** Instructions for the task **
Find the line containing "pub fn new(limit: usize)" in the listing below. Repeat it exactly, along with each following line up to and including the one containing "fn enforce_limit(&mut self)".

** Given data **

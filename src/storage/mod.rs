//! Import/export document format and the library of named maps.

pub mod document;
mod library;

pub use document::{Document, DocumentError, Element, Group, export, import};
pub use library::{
	BrowserStore, DEFAULT_PREFIX, Library, MapStore, MemoryStore, StorageError, StorageResult,
};
//! Undo/redo over whole-map snapshots.
//!
//! A snapshot is only recorded when its content fingerprint differs from the
//! last one, so repeated captures of an unchanged map are free.

use sha2::{Digest, Sha256};

use crate::storage::Document;

pub type Fingerprint = [u8; 32];

/// SHA-256 over the canonical JSON encoding of a snapshot.
pub fn fingerprint(doc: &Document) -> Fingerprint {
	let bytes = serde_json::to_vec(doc).unwrap_or_default();
	Sha256::digest(&bytes).into()
}

#[derive(Debug, Clone)]
pub struct History {
	undo: Vec<Document>,
	redo: Vec<Document>,
	last: Option<Fingerprint>,
	limit: usize,
}

impl Default for History {
	fn default() -> Self {
		Self::new(100)
	}
}

impl History {
	pub fn new(limit: usize) -> Self {
		Self {
			undo: Vec::new(),
			redo: Vec::new(),
			last: None,
			limit: limit.max(1),
		}
	}

	/// Record `snapshot` if it differs from the last recorded state.
	pub fn capture(&mut self, snapshot: Document) -> bool {
		let hash = fingerprint(&snapshot);
		if self.last == Some(hash) {
			return false;
		}
		self.last = Some(hash);
		self.undo.push(snapshot);
		self.redo.clear();
		self.enforce_limit();
		true
	}

	fn enforce_limit(&mut self) {
		if self.undo.len() > self.limit {
			let excess = self.undo.len() - self.limit;
			self.undo.drain(..excess);
		}
	}

	pub fn can_undo(&self) -> bool {
		self.undo.len() > 1
	}

	pub fn can_redo(&self) -> bool {
		!self.redo.is_empty()
	}

	/// The snapshot [`History::undo`] would return, without moving.
	pub fn peek_undo(&self) -> Option<&Document> {
		if !self.can_undo() {
			return None;
		}
		self.undo.get(self.undo.len() - 2)
	}

	/// The snapshot [`History::redo`] would return, without moving.
	pub fn peek_redo(&self) -> Option<&Document> {
		self.redo.last()
	}

	/// The snapshot to restore when stepping back from `current`.
	pub fn undo(&mut self, current: Document) -> Option<Document> {
		if !self.can_undo() {
			return None;
		}
		self.undo.pop();
		self.redo.push(current);
		let prev = self.undo.last().cloned()?;
		self.last = Some(fingerprint(&prev));
		Some(prev)
	}

	/// The snapshot to restore when stepping forward again.
	pub fn redo(&mut self, current: Document) -> Option<Document> {
		let next = self.redo.pop()?;
		if self.last != Some(fingerprint(&current)) {
			self.undo.push(current);
		}
		self.undo.push(next.clone());
		self.enforce_limit();
		self.last = Some(fingerprint(&next));
		Some(next)
	}

	pub fn undo_len(&self) -> usize {
		self.undo.len()
	}

	pub fn redo_len(&self) -> usize {
		self.redo.len()
	}

	pub fn clear(&mut self) {
		self.undo.clear();
		self.redo.clear();
		self.last = None;
	}
}
//! Zoom-aware sizing and label wrapping.

/// Font size used when an element has no `font-size` attribute.
pub const DEFAULT_FONT_PX: f64 = 11.0;

/// Rough advance width of one character relative to the font size.
const CHAR_WIDTH_RATIO: f64 = 0.6;

/// On-screen font size in world units: labels grow with zoom but stay legible when zoomed out.
pub fn font_px(size: Option<f64>, k: f64) -> f64 {
	size.unwrap_or(DEFAULT_FONT_PX) / k.max(0.5)
}

/// Split `text` into lines no wider than `max_width` at `font_px`.
///
/// Words longer than a line are kept whole.
pub fn wrap_label(text: &str, max_width: Option<f64>, font_px: f64) -> Vec<String> {
	let Some(max_width) = max_width.filter(|w| *w > 0.0) else {
		return if text.is_empty() {
			Vec::new()
		} else {
			vec![text.to_string()]
		};
	};
	let max_chars = ((max_width / (font_px * CHAR_WIDTH_RATIO)).floor() as usize).max(1);

	let mut lines = Vec::new();
	let mut line = String::new();
	for word in text.split_whitespace() {
		let needed = if line.is_empty() {
			word.chars().count()
		} else {
			line.chars().count() + 1 + word.chars().count()
		};
		if needed > max_chars && !line.is_empty() {
			lines.push(std::mem::take(&mut line));
		}
		if !line.is_empty() {
			line.push(' ');
		}
		line.push_str(word);
	}
	if !line.is_empty() {
		lines.push(line);
	}
	lines
}

#[cfg(test)]
mod tests {
	use super::*;

	#[test]
	fn font_scales_inversely_with_zoom_down_to_half() {
		assert_eq!(font_px(None, 1.0), DEFAULT_FONT_PX);
		assert_eq!(font_px(Some(20.0), 2.0), 10.0);
		assert_eq!(font_px(Some(20.0), 0.1), 40.0);
	}

	#[test]
	fn wraps_on_word_boundaries() {
		// 10px font, 6px per char, 36px wide: six characters per line
		let lines = wrap_label("leads to something", Some(36.0), 10.0);
		assert_eq!(lines, ["leads", "to", "something"]);
		let lines = wrap_label("a b c d", Some(36.0), 10.0);
		assert_eq!(lines, ["a b c", "d"]);
	}

	#[test]
	fn no_cap_means_single_line() {
		assert_eq!(wrap_label("one long label", None, 10.0), ["one long label"]);
		assert!(wrap_label("", None, 10.0).is_empty());
	}
}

** Worked solution **
	pub fn new(limit: usize) -> Self {
		Self {
			undo: Vec::new(),
			redo: Vec::new(),
			last: None,
			limit: limit.max(1),
		}
	}

	/// Record `snapshot` if it differs from the last recorded state.
	pub fn capture(&mut self, snapshot: Document) -> bool {
		let hash = fingerprint(&snapshot);
		if self.last == Some(hash) {
			return false;
		}
		self.last = Some(hash);
		self.undo.push(snapshot);
		self.redo.clear();
		self.enforce_limit();
		true
	}

	fn enforce_limit(&mut self) {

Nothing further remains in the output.